--- Input for this task ---
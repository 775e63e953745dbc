//! Metrics and observability utilities
//!
//! Prometheus metrics for the prediction endpoint and each outbound
//! dependency of the pipeline (search, page fetch, model).

use metrics::{counter, describe_counter, describe_histogram, histogram, Unit};
use std::time::Instant;

/// Metrics prefix for all AnswerForge metrics
pub const METRICS_PREFIX: &str = "answerforge";

/// Histogram buckets for request latency (in seconds)
///
/// A prediction spans a search, page fetches and a model call, so the
/// interesting range is seconds rather than milliseconds.
pub const LATENCY_BUCKETS: &[f64] = &[
    0.050,  // 50ms
    0.100,  // 100ms
    0.250,  // 250ms
    0.500,  // 500ms
    1.000,  // 1s
    2.500,  // 2.5s
    5.000,  // 5s
    10.00,  // 10s
    20.00,  // 20s
    30.00,  // 30s
    60.00,  // 60s
];

/// Register all metric descriptions
pub fn register_metrics() {
    // Request metrics
    describe_counter!(
        format!("{}_requests_total", METRICS_PREFIX),
        Unit::Count,
        "Total number of HTTP requests"
    );

    describe_histogram!(
        format!("{}_request_duration_seconds", METRICS_PREFIX),
        Unit::Seconds,
        "HTTP request latency in seconds"
    );

    // Search metrics
    describe_counter!(
        format!("{}_search_queries_total", METRICS_PREFIX),
        Unit::Count,
        "Total number of web search queries"
    );

    describe_histogram!(
        format!("{}_search_duration_seconds", METRICS_PREFIX),
        Unit::Seconds,
        "Web search latency in seconds"
    );

    // Fetch metrics
    describe_counter!(
        format!("{}_page_fetches_total", METRICS_PREFIX),
        Unit::Count,
        "Total source pages fetched, by outcome"
    );

    // Model metrics
    describe_counter!(
        format!("{}_model_requests_total", METRICS_PREFIX),
        Unit::Count,
        "Total model invocations, by outcome"
    );

    describe_histogram!(
        format!("{}_model_duration_seconds", METRICS_PREFIX),
        Unit::Seconds,
        "Model invocation latency in seconds, retries included"
    );

    tracing::info!("Metrics registered");
}

/// Helper to record request metrics
pub struct RequestMetrics {
    start: Instant,
    endpoint: String,
    method: String,
}

impl RequestMetrics {
    /// Start tracking a request
    pub fn start(method: &str, endpoint: &str) -> Self {
        Self {
            start: Instant::now(),
            endpoint: endpoint.to_string(),
            method: method.to_string(),
        }
    }

    /// Record request completion
    pub fn finish(self, status: u16) {
        let duration = self.start.elapsed().as_secs_f64();

        counter!(
            format!("{}_requests_total", METRICS_PREFIX),
            "method" => self.method.clone(),
            "endpoint" => self.endpoint.clone(),
            "status" => status.to_string()
        )
        .increment(1);

        histogram!(
            format!("{}_request_duration_seconds", METRICS_PREFIX),
            "method" => self.method,
            "endpoint" => self.endpoint
        )
        .record(duration);
    }
}

fn outcome(success: bool) -> &'static str {
    if success { "success" } else { "error" }
}

/// Helper to record search metrics
pub fn record_search(duration_secs: f64, provider: &str, success: bool) {
    counter!(
        format!("{}_search_queries_total", METRICS_PREFIX),
        "provider" => provider.to_string(),
        "status" => outcome(success)
    )
    .increment(1);

    if success {
        histogram!(
            format!("{}_search_duration_seconds", METRICS_PREFIX),
            "provider" => provider.to_string()
        )
        .record(duration_secs);
    }
}

/// Helper to record the final outcome of one source page
pub fn record_fetch(success: bool) {
    counter!(
        format!("{}_page_fetches_total", METRICS_PREFIX),
        "status" => outcome(success)
    )
    .increment(1);
}

/// Helper to record model metrics
pub fn record_model(duration_secs: f64, model: &str, success: bool) {
    counter!(
        format!("{}_model_requests_total", METRICS_PREFIX),
        "model" => model.to_string(),
        "status" => outcome(success)
    )
    .increment(1);

    histogram!(
        format!("{}_model_duration_seconds", METRICS_PREFIX),
        "model" => model.to_string()
    )
    .record(duration_secs);
}

#[cfg(test)]
mod tests {
    use super::*;

    #[test]
    fn test_latency_buckets() {
        let mut prev = 0.0;
        for &bucket in LATENCY_BUCKETS {
            assert!(bucket > prev);
            prev = bucket;
        }

        // Model calls time out at 60s by default
        assert_eq!(LATENCY_BUCKETS.last(), Some(&60.0));
    }

    #[test]
    fn test_request_metrics() {
        let metrics = RequestMetrics::start("POST", "/api/request");
        std::thread::sleep(std::time::Duration::from_millis(10));
        metrics.finish(200);
        // No recorder installed; just verify it runs without panic
    }

    #[test]
    fn test_outcome_labels() {
        assert_eq!(outcome(true), "success");
        assert_eq!(outcome(false), "error");
        record_search(0.2, "duckduckgo", true);
        record_fetch(false);
        record_model(1.5, "gpt-4o-mini", true);
    }
}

--- What you should do ---
Hand back the whole listing, exactly as it is.

--- Response to the exercise ---
repository 775e63e953745dbc
//! Metrics and observability utilities
//!
//! Prometheus metrics for the prediction endpoint and each outbound
//! dependency of the pipeline (search, page fetch, model).

use metrics::{counter, describe_counter, describe_histogram, histogram, Unit};
use std::time::Instant;

/// Metrics prefix for all AnswerForge metrics
pub const METRICS_PREFIX: &str = "answerforge";

/// Histogram buckets for request latency (in seconds)
///
/// A prediction spans a search, page fetches and a model call, so the
/// interesting range is seconds rather than milliseconds.
pub const LATENCY_BUCKETS: &[f64] = &[
    0.050,  // 50ms
    0.100,  // 100ms
    0.250,  // 250ms
    0.500,  // 500ms
    1.000,  // 1s
    2.500,  // 2.5s
    5.000,  // 5s
    10.00,  // 10s
    20.00,  // 20s
    30.00,  // 30s
    60.00,  // 60s
];

/// Register all metric descriptions
pub fn register_metrics() {
    // Request metrics
    describe_counter!(
        format!("{}_requests_total", METRICS_PREFIX),
        Unit::Count,
        "Total number of HTTP requests"
    );

    describe_histogram!(
        format!("{}_request_duration_seconds", METRICS_PREFIX),
        Unit::Seconds,
        "HTTP request latency in seconds"
    );

    // Search metrics
    describe_counter!(
        format!("{}_search_queries_total", METRICS_PREFIX),
        Unit::Count,
        "Total number of web search queries"
    );

    describe_histogram!(
        format!("{}_search_duration_seconds", METRICS_PREFIX),
        Unit::Seconds,
        "Web search latency in seconds"
    );

    // Fetch metrics
    describe_counter!(
        format!("{}_page_fetches_total", METRICS_PREFIX),
        Unit::Count,
        "Total source pages fetched, by outcome"
    );

    // Model metrics
    describe_counter!(
        format!("{}_model_requests_total", METRICS_PREFIX),
        Unit::Count,
        "Total model invocations, by outcome"
    );

    describe_histogram!(
        format!("{}_model_duration_seconds", METRICS_PREFIX),
        Unit::Seconds,
        "Model invocation latency in seconds, retries included"
    );

    tracing::info!("Metrics registered");
}

/// Helper to record request metrics
pub struct RequestMetrics {
    start: Instant,
    endpoint: String,
    method: String,
}

impl RequestMetrics {
    /// Start tracking a request
    pub fn start(method: &str, endpoint: &str) -> Self {
        Self {
            start: Instant::now(),
            endpoint: endpoint.to_string(),
            method: method.to_string(),
        }
    }

    /// Record request completion
    pub fn finish(self, status: u16) {
        let duration = self.start.elapsed().as_secs_f64();

        counter!(
            format!("{}_requests_total", METRICS_PREFIX),
            "method" => self.method.clone(),
            "endpoint" => self.endpoint.clone(),
            "status" => status.to_string()
        )
        .increment(1);

        histogram!(
            format!("{}_request_duration_seconds", METRICS_PREFIX),
            "method" => self.method,
            "endpoint" => self.endpoint
        )
        .record(duration);
    }
}

fn outcome(success: bool) -> &'static str {
    if success { "success" } else { "error" }
}

/// Helper to record search metrics
pub fn record_search(duration_secs: f64, provider: &str, success: bool) {
    counter!(
        format!("{}_search_queries_total", METRICS_PREFIX),
        "provider" => provider.to_string(),
        "status" => outcome(success)
    )
    .increment(1);

    if success {
        histogram!(
            format!("{}_search_duration_seconds", METRICS_PREFIX),
            "provider" => provider.to_string()
        )
        .record(duration_secs);
    }
}

/// Helper to record the final outcome of one source page
pub fn record_fetch(success: bool) {
    counter!(
        format!("{}_page_fetches_total", METRICS_PREFIX),
        "status" => outcome(success)
    )
    .increment(1);
}

/// Helper to record model metrics
pub fn record_model(duration_secs: f64, model: &str, success: bool) {
    counter!(
        format!("{}_model_requests_total", METRICS_PREFIX),
        "model" => model.to_string(),
        "status" => outcome(success)
    )
    .increment(1);

    histogram!(
        format!("{}_model_duration_seconds", METRICS_PREFIX),
        "model" => model.to_string()
    )
    .record(duration_secs);
}

#[cfg(test)]
mod tests {
    use super::*;

    #[test]
    fn test_latency_buckets() {
        let mut prev = 0.0;
        for &bucket in LATENCY_BUCKETS {
            assert!(bucket > prev);
            prev = bucket;
        }

        // Model calls time out at 60s by default
        assert_eq!(LATENCY_BUCKETS.last(), Some(&60.0));
    }

    #[test]
    fn test_request_metrics() {
        let metrics = RequestMetrics::start("POST", "/api/request");
        std::thread::sleep(std::time::Duration::from_millis(10));
        metrics.finish(200);
        // No recorder installed; just verify it runs without panic
    }

    #[test]
    fn test_outcome_labels() {
        assert_eq!(outcome(true), "success");
        assert_eq!(outcome(false), "error");
        record_search(0.2, "duckduckgo", true);
        record_fetch(false);
        record_model(1.5, "gpt-4o-mini", true);
    }
}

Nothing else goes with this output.